Subject: Comment on File Number 4-637

February 28, 2012

I am deeply concerned about the influence of corporate money on our electoral process. We've been told, over and over, how such concentrated wealth can damage society. It must be limited, taxed, and tightly regulated in the interest of us all.

"Neither body to jail nor soul to damn." - Lord Edward Thurlow (1731-1806) describing a new British invention, the corporation.

"... the ultimate goal of a business is not to make a profit. Profit is just the means. The goal is the general welfare." - Adam Smith (1723-90), considered by many to be the father of our capitalist system; also, "The directors of such [joint-stock] companies, however, being the managers rather of other people's money than of their own, it cannot well be expected, that they should watch over it with the same anxious vigilance with which the partners in a private copartnery frequently watch over their own.... Negligence and profusion, therefore, must always prevail, more or less, in the management of the affairs of such a company."

"Property monopolized or in the possession of a few is a curse to mankind." - John Adams - "The preservation of the means of knowledge among the lowest ranks is of more importance to the public than all the property of all the rich men in the country."

Distributed, reliable "information is the currency of democracy." - Thomas Jefferson - "There is...an artificial aristocracy founded on wealth and birth, without either virtue or talents.... The artificial aristocracy is a mischievous ingredient in government, and provisions should be made to prevent its ascendancy."

"I see in the near future a crisis approaching that unnerves me and causes me to tremble for the safety of my country. ... corporations have been enthroned and an era of corruption in high places will follow, and the money power of the country will endeavor to prolong its reign by working upon the prejudices of the people until all wealth is aggregated in a few hands and the Republic is destroyed." - attributed to A. Lincoln, letter to Col. William F. Elkins, Nov. 21, 1864.

"The Commission is, or can be made, of great use to the railroads. It satisfies the popular clamor for a government supervision of the railroads, while at the same time that supervision is almost entirely nominal." - Richard Olney, former corporate lawyer, as US Attorney General, circa 1889, re the first US regulatory agency, the Interstate Commerce Commission.

"To destroy this invisible Government, to dissolve the unholy alliance between corrupt business and corrupt politics is the first task of the statesmanship of the day." - Theodore Roosevelt, 1912

"The first truth is that the liberty of a democracy is not safe if the people tolerate the growth of private power to a point where it becomes stronger than their democratic state itself.
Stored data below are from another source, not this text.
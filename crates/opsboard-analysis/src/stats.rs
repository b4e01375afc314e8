//! 이벤트 상태별 집계 (목록 상단 요약 타일)

use opsboard_core::models::event::{Event, EventStatus};
use serde::Serialize;

#[derive(Debug, Clone, Copy, Default, PartialEq, Eq, Serialize)]
pub struct EventStats {
    pub total: usize,
    pub new: usize,
    pub in_progress: usize,
    pub resolved: usize,
    pub closed: usize,
}

impl EventStats {
    pub fn from_events<'a>(events: impl IntoIterator<Item = &'a Event>) -> Self {
        events.into_iter().fold(Self::default(), |mut stats, event| {
            stats.total += 1;
            match event.status {
                EventStatus::New => stats.new += 1,
                EventStatus::InProgress => stats.in_progress += 1,
                EventStatus::Resolved => stats.resolved += 1,
                EventStatus::Closed => stats.closed += 1,
            }
            stats
        })
    }

    /// resolved도 closed도 아닌 이벤트 수
    pub fn unresolved(&self) -> usize {
        self.new + self.in_progress
    }
}

#[cfg(test)]
mod tests {
    use super::*;
    use crate::test_fixtures::event;
    use opsboard_core::models::event::{Priority, Severity};

    #[test]
    fn counts_by_status() {
        let events = vec![
            event("E1", EventStatus::New, Severity::Low, Priority::Low),
            event("E2", EventStatus::New, Severity::High, Priority::Low),
            event("E3", EventStatus::InProgress, Severity::Low, Priority::Low),
            event("E4", EventStatus::Resolved, Severity::Low, Priority::Low),
            event("E5", EventStatus::Closed, Severity::Low, Priority::Low),
        ];
        let stats = EventStats::from_events(&events);
        assert_eq!(
            stats,
            EventStats {
                total: 5,
                new: 2,
                in_progress: 1,
                resolved: 1,
                closed: 1,
            }
        );
        assert_eq!(stats.unresolved(), 3);
    }

    #[test]
    fn empty_is_zero() {
        assert_eq!(EventStats::from_events(&[]), EventStats::default());
    }
}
That, in its essence, is fascism--ownership of government by an individual, by a group, or by any other controlling private power." - FDR, 1942

"It is our job to make women unhappy with what they have." - B. Earl Puckett, Allied Stores Corp. 1953

"For the corporation executives, the military metaphysic often coincides with their interest in a stable and planned flow of profit; it enables them to have their risk underwritten by public money; it enables them reasonably to expect that they can exploit for private profit now and later, the risky research developments paid for by public money. It is, in brief, a mask of the subsidized capitalism from which they extract profit and upon which their power is based." - C. Wright Mills, Causes of World War 3, 1960.

"In the councils of government, we must guard against the acquisition of unwarranted influence, whether sought or unsought, by the military industrial complex. The potential for disastrous rise of misplaced power exists and will persist." - Dwight D. Eisenhower, 1961

"Madison Avenue is a very powerful aggression against private consciousness. A demand that you yield your private consciousness to public (corporate) manipulation." - Marshall McLuhan (1911-80)

"Corporations, which previously had been considered artificial entities with no rights, were accorded all the rights of persons, and far more, since they are 'immortal persons', and 'persons' of extraordinary wealth and power. Furthermore, they were no longer bound to the specific purposes designated by State charter, but could act as they choose, with few constraints." - Noam Chomsky

"The 20th century has been characterized by three developments of great political importance: The growth of democracy, the growth of corporate power, and the growth of corporate propaganda as a means of protecting corporate power against democracy." - Alex Carey, Australian social scientist, 1995

"The greatest threat to democracy is the increasing concentration of major electronic media in ever fewer hands." - Rep. David Price (D-NC)

In particular, I am appalled that, because of the Supreme Court’s ruling in Citizens United v. Federal Election Commission, publicly traded corporations can spend investor’s money on political activity in secret.

I am writing to urge the Securities and Exchange Commission to issue a rule requiring publicly traded corporations to publicly disclose all their political spending.

Both shareholders and the public must be fully informed as to how much the corporation spends on politics and which candidates are being promoted or attacked. Disclosures should be posted promptly on the SEC’s web site.

Thank you for considering my comment.